[Lingtyp] Position of sentential complements
Nigel Vincent
nigel.vincent at manchester.ac.uk
Thu Jul 20 08:05:26 UTC 2017
The following is not specifically about the order of complement clauses but is a very good source of relevant data:
Kasper Boye and Petar Kehayov (eds) (2016) Complementizer Semantics in European Languages. Berlin: De Gruyter, xvi + 894 pp.
Best
Nigel
Professor Nigel Vincent, FBA MAE
Professor Emeritus of General & Romance Linguistics
The University of Manchester
Linguistics & English Language
School of Arts, Languages and Cultures
The University of Manchester
Manchester M13 9PL
UK
http://staffprofiles.humanities.manchester.ac.uk/Profile.aspx?Id=nigel.vincent
________________________________
From: Lingtyp [lingtyp-bounces at listserv.linguistlist.org] on behalf of Martin Haspelmath [haspelmath at shh.mpg.de]
Sent: Thursday, July 20, 2017 8:38 AM
To: lingtyp at listserv.linguistlist.org
Subject: Re: [Lingtyp] Position of sentential complements
There is also some information on the order of complement clauses in the following paper:
Dryer, Matthew S. 2009. The branching direction theory of word order correlations revisited. In Sergio Scalise, Elisabetta Magni & Antonietta Bisetto (eds.), Universals of language today, 185–207. Dordrecht: Springer.

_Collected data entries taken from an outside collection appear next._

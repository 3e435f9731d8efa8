//! Player and club tag normalization.
//!
//! Brawl Stars identifies players and clubs by a short tag, written with a
//! leading `#` in game and percent-encoded as `%23` on API paths. [`Tag`]
//! owns the normalized form: one leading `#` stripped, remaining
//! characters upper-cased.

/// A normalized player or club tag.
///
/// Construct via [`Tag::parse`], which normalizes and validates raw client
/// input. The inner string never contains the `#` marker and is always
/// upper-case, so it can be appended directly after the percent-encoded
/// marker in an upstream resource path.
#[derive(Debug, Clone, PartialEq, Eq)]
pub struct Tag(String);

/// Validation errors for raw tag input.
#[derive(Debug, thiserror::Error, PartialEq, Eq)]
pub enum TagError {
    /// Nothing left after stripping the marker.
    #[error("tag must not be empty")]
    Empty,

    /// A character outside `[0-9A-Za-z]` survived normalization.
    #[error("tag contains invalid character {0:?}")]
    InvalidCharacter(char),
}

impl Tag {
    /// Parse a raw tag as sent by clients (e.g. `"#abc123"`).
    ///
    /// Strips one leading `#`, upper-cases the rest, and requires the
    /// result to be non-empty ASCII alphanumeric. Parsing an
    /// already-normalized tag yields the same value.
    ///
    /// # Examples
    ///
    /// ```
    /// use brawlgate_core::tag::Tag;
    ///
    /// let tag = Tag::parse("#abc123").unwrap();
    /// assert_eq!(tag.as_str(), "ABC123");
    /// ```
    pub fn parse(raw: &str) -> Result<Self, TagError> {
        let stripped = raw.strip_prefix('#').unwrap_or(raw);
        let normalized = stripped.to_ascii_uppercase();

        if normalized.is_empty() {
            return Err(TagError::Empty);
        }
        if let Some(bad) = normalized.chars().find(|c| !c.is_ascii_alphanumeric()) {
            return Err(TagError::InvalidCharacter(bad));
        }

        Ok(Self(normalized))
    }

    /// The normalized tag without the `#` marker.
    pub fn as_str(&self) -> &str {
        &self.0
    }
}

impl std::fmt::Display for Tag {
    fn fmt(&self, f: &mut std::fmt::Formatter<'_>) -> std::fmt::Result {
        f.write_str(&self.0)
    }
}
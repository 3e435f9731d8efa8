use std::sync::Arc;

use brawlgate_brawlstars::api::BrawlStarsApi;

use crate::config::ServerConfig;

/// Shared application state available to all Axum handlers via `State<AppState>`.
///
/// This is cheaply cloneable (inner data is behind `Arc`). Both fields are
/// immutable after startup; handlers never coordinate through shared
/// mutable state.
#[derive(Clone)]
pub struct AppState {
    /// Server configuration.
    pub config: Arc<ServerConfig>,
    /// Client for the upstream Brawl Stars API.
    pub brawl: Arc<BrawlStarsApi>,
}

(Section 5, "The position of complementizers", which also includes information on the position of the complement clause with respect to the main verb.)
Best,
Martin
On 20.07.17 02:32, Johanna NICHOLS wrote:
Thanks to those who have recommended this paper:
Karsten Schmidtke-Bode and Holger Diessel, "Cross-linguistic patterns in the structure, function, and position of (object) complement clauses". Linguistics 2017: 55(1): 1-38
and GramCats.
Johanna
On Tue, Jul 18, 2017 at 7:51 PM, Johanna NICHOLS <johanna at berkeley.edu<mailto:johanna at berkeley.edu>> wrote:
This request is for a colleague who's not on the list. Does anyone know of recent cross-linguistic work on the positional tendencies of complement clauses? It's often said that postverbal or sentence-final position is preferred or most frequent, regardless of the order of A, O, and V. That is what Dryer 1980 found, using a survey of 31 languages. We wonder if there has been a larger survey since then.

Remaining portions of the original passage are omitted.